* _REQUIREMENT_
Among these records, which lines include "table"? Copy them out.

Stored data
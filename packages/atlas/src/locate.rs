//! Search-location resolution.
//!
//! A search term is tried, in order, as a UK postcode, then as a grid
//! reference, then as the name of a region or vice-county in the boundary
//! table. The first that resolves wins.

use async_trait::async_trait;
use serde::{Deserialize, Serialize};
use species_map_boundary::BoundaryIndex;
use species_map_params_models::LatLng;

use crate::{AtlasClient, AtlasConfig, AtlasError};

/// Search term asking for the device's own position.
pub const CURRENT_LOCATION: &str = "current";

impl AtlasConfig {
    #[must_use]
    pub fn grid_ref_url(&self, grid_ref: &str) -> String {
        format!(
            "{}/osgrid/lookup.json?q={}",
            self.records_url,
            urlencoding::encode(grid_ref)
        )
    }

    #[must_use]
    pub fn postcode_url(&self, postcode: &str) -> String {
        format!(
            "{}/postcodes/{}",
            self.postcodes_url,
            urlencoding::encode(postcode)
        )
    }
}

/// Grid reference lookup response.
#[derive(Debug, Clone, Default, PartialEq, Eq, Serialize, Deserialize)]
#[serde(rename_all = "camelCase")]
pub struct GridRefLookup {
    pub valid: bool,
    #[serde(default)]
    pub decimal_latitude: Option<String>,
    #[serde(default)]
    pub decimal_longitude: Option<String>,
    #[serde(default)]
    pub max_lat: Option<String>,
    #[serde(default)]
    pub max_long: Option<String>,
    #[serde(default)]
    pub min_lat: Option<String>,
    #[serde(default)]
    pub min_long: Option<String>,
}

impl GridRefLookup {
    /// Centre of the referenced square, when the service resolved it.
    #[must_use]
    pub fn location(&self) -> Option<LatLng> {
        let lat = self.decimal_latitude.as_deref()?.trim().parse().ok()?;
        let lng = self.decimal_longitude.as_deref()?.trim().parse().ok()?;
        Some(LatLng::new(lat, lng))
    }
}

/// Postcode lookup response.
#[derive(Debug, Clone, Default, PartialEq, Serialize, Deserialize)]
pub struct PostcodeLookup {
    pub status: u16,
    #[serde(default)]
    pub result: Option<PostcodeResult>,
    #[serde(default)]
    pub error: Option<String>,
}

#[derive(Debug, Clone, Default, PartialEq, Serialize, Deserialize)]
pub struct PostcodeResult {
    pub postcode: String,
    pub country: String,
    #[serde(default)]
    pub latitude: Option<f64>,
    #[serde(default)]
    pub longitude: Option<f64>,
}

impl PostcodeLookup {
    #[must_use]
    pub fn location(&self) -> Option<LatLng> {
        let result = self.result.as_ref()?;
        Some(LatLng::new(result.latitude?, result.longitude?))
    }
}

/// Which lookup resolved a search term.
#[derive(Debug, Clone, Copy, PartialEq, Eq)]
pub enum LocationSource {
    Postcode,
    GridReference,
    Region,
}

/// A resolved search term.
#[derive(Debug, Clone, Copy, PartialEq)]
pub struct Located {
    pub location: LatLng,
    pub source: LocationSource,
}

/// The remote lookups tried before the boundary table.
#[async_trait]
pub trait LocationLookup: Send + Sync {
    /// # Errors
    ///
    /// Returns [`AtlasError`] if the lookup fails.
    async fn postcode(&self, postcode: &str) -> Result<PostcodeLookup, AtlasError>;

    /// # Errors
    ///
    /// Returns [`AtlasError`] if the lookup fails.
    async fn grid_ref(&self, grid_ref: &str) -> Result<GridRefLookup, AtlasError>;
}

#[async_trait]
impl LocationLookup for AtlasClient {
    async fn postcode(&self, postcode: &str) -> Result<PostcodeLookup, AtlasError> {
        self.fetch(&self.config().postcode_url(postcode)).await
    }

    async fn grid_ref(&self, grid_ref: &str) -> Result<GridRefLookup, AtlasError> {
        self.fetch(&self.config().grid_ref_url(grid_ref)).await
    }
}

/// Resolves a search term to a coordinate.
///
/// # Errors
///
/// Returns [`AtlasError::Unsupported`] for [`CURRENT_LOCATION`] and
/// [`AtlasError::NotFound`] if nothing resolves the term.
pub async fn locate(
    lookup: &dyn LocationLookup,
    boundaries: &BoundaryIndex,
    query: &str,
) -> Result<Located, AtlasError> {
    let query = query.trim();
    if query.eq_ignore_ascii_case(CURRENT_LOCATION) {
        return Err(AtlasError::Unsupported(
            "The current device location is only available in a browser".to_string(),
        ));
    }

    match lookup.postcode(query).await {
        Ok(response) => {
            if let Some(location) = response.location() {
                return Ok(Located {
                    location,
                    source: LocationSource::Postcode,
                });
            }
            log::debug!("'{query}' is not a valid postcode");
        }
        Err(e) => log::debug!("Postcode lookup for '{query}' failed: {e}"),
    }

    match lookup.grid_ref(query).await {
        Ok(response) => {
            if let Some(location) = response.location() {
                return Ok(Located {
                    location,
                    source: LocationSource::GridReference,
                });
            }
            log::debug!("'{query}' is not a valid grid reference");
        }
        Err(e) => log::debug!("Grid reference lookup for '{query}' failed: {e}"),
    }

    boundaries
        .region_centroid(query)
        .map(|location| Located {
            location,
            source: LocationSource::Region,
        })
        .ok_or_else(|| AtlasError::NotFound(format!("Failed to locate search term: {query}")))
}

impl AtlasClient {
    /// [`locate`] against the live services.
    ///
    /// # Errors
    ///
    /// See [`locate`].
    pub async fn locate(&self, boundaries: &BoundaryIndex, query: &str) -> Result<Located, AtlasError> {
        locate(self, boundaries, query).await
    }
}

* _RESPONSE TO THIS TASK_
//! table. The first that resolves wins.
/// The remote lookups tried before the boundary table.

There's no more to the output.